Another form of immunotherapy involves introducing a virus into cancer cells, thereby prompting immune-system cells to attack.
“These immune therapies are definitely resulting in true cures to people’s cancer,” Lee said.
Some other lung cancers are treated by targeting a specific gene mutation that acts like a switch to turn on cancer, Carbone said. The therapy also works on melanomas that have the same genetic mutation.
“There are six or eight different switches that we’ve identified that can be targeted with pretty simple oral drugs,” he said.
Other advances have come in the field of radiology.
With lung cancer, clinicians are using intensity-modulated radiation therapy, which targets tumors, avoiding organs, said Mount Carmel’s Rajagopalan. The process improves the quality of the dose being given and reduces side effects. Other advances include techniques that deliver radiation only when a tumor is still as opposed to when it is moving due to a patient’s breathing.
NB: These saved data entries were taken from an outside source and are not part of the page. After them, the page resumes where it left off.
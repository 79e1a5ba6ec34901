//! Section-aware chunk builder.
//!
//! Sections that fit within the target token size become a single chunk.
//! Oversized sections are split on paragraph boundaries (`\n\n`) into
//! chunks bounded by `max_chunk_size`, with a short sentence-tail overlap
//! carried from each chunk into its successor so local context survives
//! the split. One known boundary case: a single paragraph larger than
//! `max_chunk_size` is emitted as its own oversized chunk rather than
//! being split mid-paragraph.
//!
//! Every chunk's `token_count` metadata is recomputed from its final text,
//! never taken from the running accumulator, so the recorded count always
//! matches what the counter says about the stored text.

use crate::models::{Chunk, Document, Metadata, Section};
use crate::section::split_sections;
use crate::tokens;

/// Token counting function used for all sizing decisions.
pub type TokenCounter = fn(&str) -> usize;

/// Splits documents into bounded-size chunks along section structure.
pub struct SemanticChunker {
    target_chunk_size: usize,
    max_chunk_size: usize,
    /// Configured overlap budget in tokens. The current overlap strategy
    /// is sentence-based (see [`overlap_tail`]) and does not consume this
    /// value; it is carried so configs stay stable if the strategy changes.
    #[allow(dead_code)]
    overlap_size: usize,
    counter: TokenCounter,
}

impl SemanticChunker {
    /// Chunker using the production token counter (tiktoken cl100k_base).
    pub fn new(target_chunk_size: usize, max_chunk_size: usize, overlap_size: usize) -> Self {
        Self::with_counter(
            target_chunk_size,
            max_chunk_size,
            overlap_size,
            tokens::count_tokens,
        )
    }

    /// Chunker with an explicit token counter. Sizing decisions always go
    /// through this counter; tests substitute a cheap deterministic one.
    pub fn with_counter(
        target_chunk_size: usize,
        max_chunk_size: usize,
        overlap_size: usize,
        counter: TokenCounter,
    ) -> Self {
        Self {
            target_chunk_size,
            max_chunk_size,
            overlap_size,
            counter,
        }
    }

    /// Chunk a batch of documents in order.
    pub fn chunk_documents(&self, documents: &[Document]) -> Vec<Chunk> {
        documents
            .iter()
            .flat_map(|doc| self.chunk_document(doc))
            .collect()
    }

    /// Split one document into sections and chunk each section.
    pub fn chunk_document(&self, document: &Document) -> Vec<Chunk> {
        split_sections(&document.content)
            .iter()
            .flat_map(|section| self.chunk_section(section, &document.metadata))
            .collect()
    }

    /// Chunk a single section, inheriting the document's metadata.
    pub fn chunk_section(&self, section: &Section, doc_metadata: &Metadata) -> Vec<Chunk> {
        let total = (self.counter)(&section.body);

        // Fits in the target size: the whole section is one chunk.
        if total <= self.target_chunk_size {
            return vec![self.make_chunk(&section.body, &section.title, doc_metadata, 0)];
        }

        let paragraphs: Vec<&str> = section
            .body
            .split("\n\n")
            .map(str::trim)
            .filter(|p| !p.is_empty())
            .collect();

        let mut chunks = Vec::new();
        let mut buf = String::new();
        let mut buf_tokens = 0usize;
        let mut index = 0usize;

        for para in paragraphs {
            let para_tokens = (self.counter)(para);

            if buf_tokens + para_tokens > self.max_chunk_size && !buf.is_empty() {
                chunks.push(self.make_chunk(&buf, &section.title, doc_metadata, index));

                // Seed the next chunk with the tail of the one just closed.
                let tail = overlap_tail(&buf);
                buf = if tail.is_empty() {
                    para.to_string()
                } else {
                    format!("{tail}\n\n{para}")
                };
                buf_tokens = (self.counter)(&buf);
                index += 1;
            } else {
                if !buf.is_empty() {
                    buf.push_str("\n\n");
                }
                buf.push_str(para);
                buf_tokens += para_tokens;
            }
        }

        if !buf.is_empty() {
            chunks.push(self.make_chunk(&buf, &section.title, doc_metadata, index));
        }

        chunks
    }

    fn make_chunk(
        &self,
        text: &str,
        section_title: &str,
        doc_metadata: &Metadata,
        index: usize,
    ) -> Chunk {
        let text = text.trim().to_string();
        let token_count = (self.counter)(&text);

        let mut metadata = doc_metadata.clone();
        metadata.insert("section_title".to_string(), section_title.to_string());
        metadata.insert("token_count".to_string(), token_count.to_string());
        metadata.insert("chunk_index".to_string(), index.to_string());

        Chunk { text, metadata }
    }
}

/// Overlap prefix for the chunk following `text`: its last two
/// `". "`-delimited fragments, or empty when there are two or fewer.
///
/// This is a naive string-pattern heuristic, not sentence segmentation —
/// abbreviations and decimal numbers will split it in the wrong place.
/// It is kept behind this function boundary so a real sentence tokenizer
/// can replace it without touching the chunking loop.
pub fn overlap_tail(text: &str) -> String {
    let fragments: Vec<&str> = text.split(". ").collect();
    if fragments.len() <= 2 {
        return String::new();
    }
    fragments[fragments.len() - 2..].join(". ")
}

#[cfg(test)]
mod tests {
    use super::*;
    use crate::models::INTRO_TITLE;

    /// Deterministic counter for tests: one token per whitespace word.
    fn word_count(text: &str) -> usize {
        text.split_whitespace().count()
    }

    fn doc_meta() -> Metadata {
        let mut m = Metadata::new();
        m.insert("source".to_string(), "docs/tutorial/intro.txt".to_string());
        m.insert("relative_path".to_string(), "tutorial/intro.txt".to_string());
        m
    }

    fn section(title: &str, body: &str) -> Section {
        Section {
            title: title.to_string(),
            body: body.to_string(),
        }
    }

    fn words(n: usize, sentence_len: usize) -> String {
        // n words arranged into period-terminated sentences.
        let mut out = String::new();
        for i in 0..n {
            if i > 0 {
                out.push(' ');
            }
            out.push_str(&format!("w{i}"));
            if (i + 1) % sentence_len == 0 {
                out.push('.');
            }
        }
        out
    }

    #[test]
    fn small_section_is_one_chunk() {
        let chunker = SemanticChunker::with_counter(10, 20, 2, word_count);
        let sec = section("Lists", "five words fit right here");
        let chunks = chunker.chunk_section(&sec, &doc_meta());

        assert_eq!(chunks.len(), 1);
        assert_eq!(chunks[0].metadata["chunk_index"], "0");
        assert_eq!(chunks[0].metadata["token_count"], "5");
        assert_eq!(chunks[0].metadata["section_title"], "Lists");
        assert_eq!(chunks[0].metadata["source"], "docs/tutorial/intro.txt");
    }

    #[test]
    fn oversized_section_splits_with_overlap() {
        // Three paragraphs of 9 + 9 + 8 words against target=10, max=20:
        // p1 and p2 share a chunk (18 <= 20), p3 overflows and starts the
        // second chunk seeded with the first chunk's sentence tail.
        let chunker = SemanticChunker::with_counter(10, 20, 2, word_count);
        let p1 = "one two three. four five six. seven eight nine.";
        let p2 = "ten eleven twelve. thirteen fourteen fifteen. sixteen seventeen eighteen.";
        let p3 = "alpha beta gamma delta epsilon zeta eta theta";
        let body = format!("{p1}\n\n{p2}\n\n{p3}");
        let chunks = chunker.chunk_section(&section("Lists", &body), &doc_meta());

        assert_eq!(chunks.len(), 2);
        assert_eq!(chunks[0].metadata["chunk_index"], "0");
        assert_eq!(chunks[1].metadata["chunk_index"], "1");

        let tail = overlap_tail(&chunks[0].text);
        assert!(!tail.is_empty());
        assert!(chunks[1].text.starts_with(&tail));
        assert!(chunks[1].text.ends_with(p3));
    }

    #[test]
    fn token_count_is_recomputed_from_final_text() {
        let chunker = SemanticChunker::with_counter(10, 20, 2, word_count);
        let p1 = "one two three. four five six. seven eight nine.";
        let p2 = "ten eleven twelve. thirteen fourteen fifteen. sixteen seventeen eighteen.";
        let p3 = "alpha beta gamma delta epsilon zeta eta theta";
        let body = format!("{p1}\n\n{p2}\n\n{p3}");
        let chunks = chunker.chunk_section(&section("Lists", &body), &doc_meta());

        for chunk in &chunks {
            assert_eq!(chunk.token_count(), word_count(&chunk.text));
        }
    }

    #[test]
    fn every_chunk_within_max_unless_single_oversized_paragraph() {
        let chunker = SemanticChunker::with_counter(4, 8, 2, word_count);
        let body = (0..6)
            .map(|i| format!("para {i} has five words."))
            .collect::<Vec<_>>()
            .join("\n\n");
        let chunks = chunker.chunk_section(&section("S", &body), &doc_meta());

        assert!(chunks.len() > 1);
        for chunk in &chunks {
            // Each source paragraph fits under max, so every chunk must.
            assert!(chunk.token_count() <= 8, "chunk over max: {:?}", chunk.text);
        }
    }

    #[test]
    fn single_paragraph_over_max_is_one_oversized_chunk() {
        // Accepted boundary case: nothing to split a lone paragraph on.
        let chunker = SemanticChunker::with_counter(4, 8, 2, word_count);
        let body = words(25, 5);
        let chunks = chunker.chunk_section(&section("S", &body), &doc_meta());

        assert_eq!(chunks.len(), 1);
        assert!(chunks[0].token_count() > 8);
    }

    #[test]
    fn overlap_tail_needs_more_than_two_fragments() {
        assert_eq!(overlap_tail("only one sentence."), "");
        assert_eq!(overlap_tail("first one. second one."), "");
        let tail = overlap_tail("first. second. third. fourth.");
        assert_eq!(tail, "third. fourth.");
    }

    #[test]
    fn chunk_document_covers_all_sections() {
        let chunker = SemanticChunker::with_counter(50, 100, 2, word_count);
        let doc = Document {
            content: "leading text\n\nLists\n=====\nabout lists".to_string(),
            metadata: doc_meta(),
        };
        let chunks = chunker.chunk_document(&doc);

        assert_eq!(chunks.len(), 2);
        assert_eq!(chunks[0].metadata["section_title"], INTRO_TITLE);
        assert_eq!(chunks[1].metadata["section_title"], "Lists");
        assert_eq!(chunks[1].metadata["chunk_index"], "0");
    }
}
Breast cancer patients also have new radiation options, including techniques that protect the heart from the radiation. Women might lie on their stomachs or monitor their breathing with the help of gaming goggles, thereby separating breast tissue from the heart.
Rajagopalan also said there’s a new procedure that delivers radiation during lumpectomy surgery.
This means women can avoid post-surgery radiation treatments that might last four to six weeks. Instead, clinicians use a special device to deliver a high dose of focused radiation to the exact spot where the tumor was. It takes about 20 to 30 minutes.
“The big march from the radiation side has been to improve precision and decrease the amount of time patients have to undergo treatment,” Rajagopalan said.
Another new technique being used in Columbus involves looking at a patient’s genes to determine how they affect one’s propensity for getting cancer and how well one would respond to certain therapies, said Dr. Susan Vear, co-director of the Nationwide Children’s Hospital Program for Personalized Medicine and Pharmacogenomics in Pediatric Hematology/Oncology/Blood and Marrow Transplant.
Vear said her hope is that treatments will be developed to help patients move further and further away from using toxic chemotherapy drugs.
A number of other therapies are still in the testing stages. OhioHealth is part of a national trial in which researchers are examining whether aspirin can help deter breast cancer relapses, said Dr. Erin Macrae of Columbus Oncology and Hematology Associates. She said preliminary data show that it may be effective.
Researchers speculate that there is a tie between cancer and inflammation, and aspirin reduces inflammation.
Macrae said there are a number of studies looking at drug repurposing — using drugs that treat other things, like diabetes, to treat cancer as well. She said such a scenario in the aspirin trial would be a “winwin” because the medication is inexpensive and well-tolerated by most people.
Stacy-Humphries’ cancer was first diagnosed in 2005. It had relapsed twice before she found the CAR-T trial at Ohio State. Having previously had intensive chemotherapy, radiation and a transplant of her own stem cells, she was pretty much out of options after her latest recurrence in April 2016.
She eventually found the Ohio State program through a socialmedia posting.
“It’s like a miracle. It really is,” said Stacy-Humphries, 55. “I’m very, very grateful.”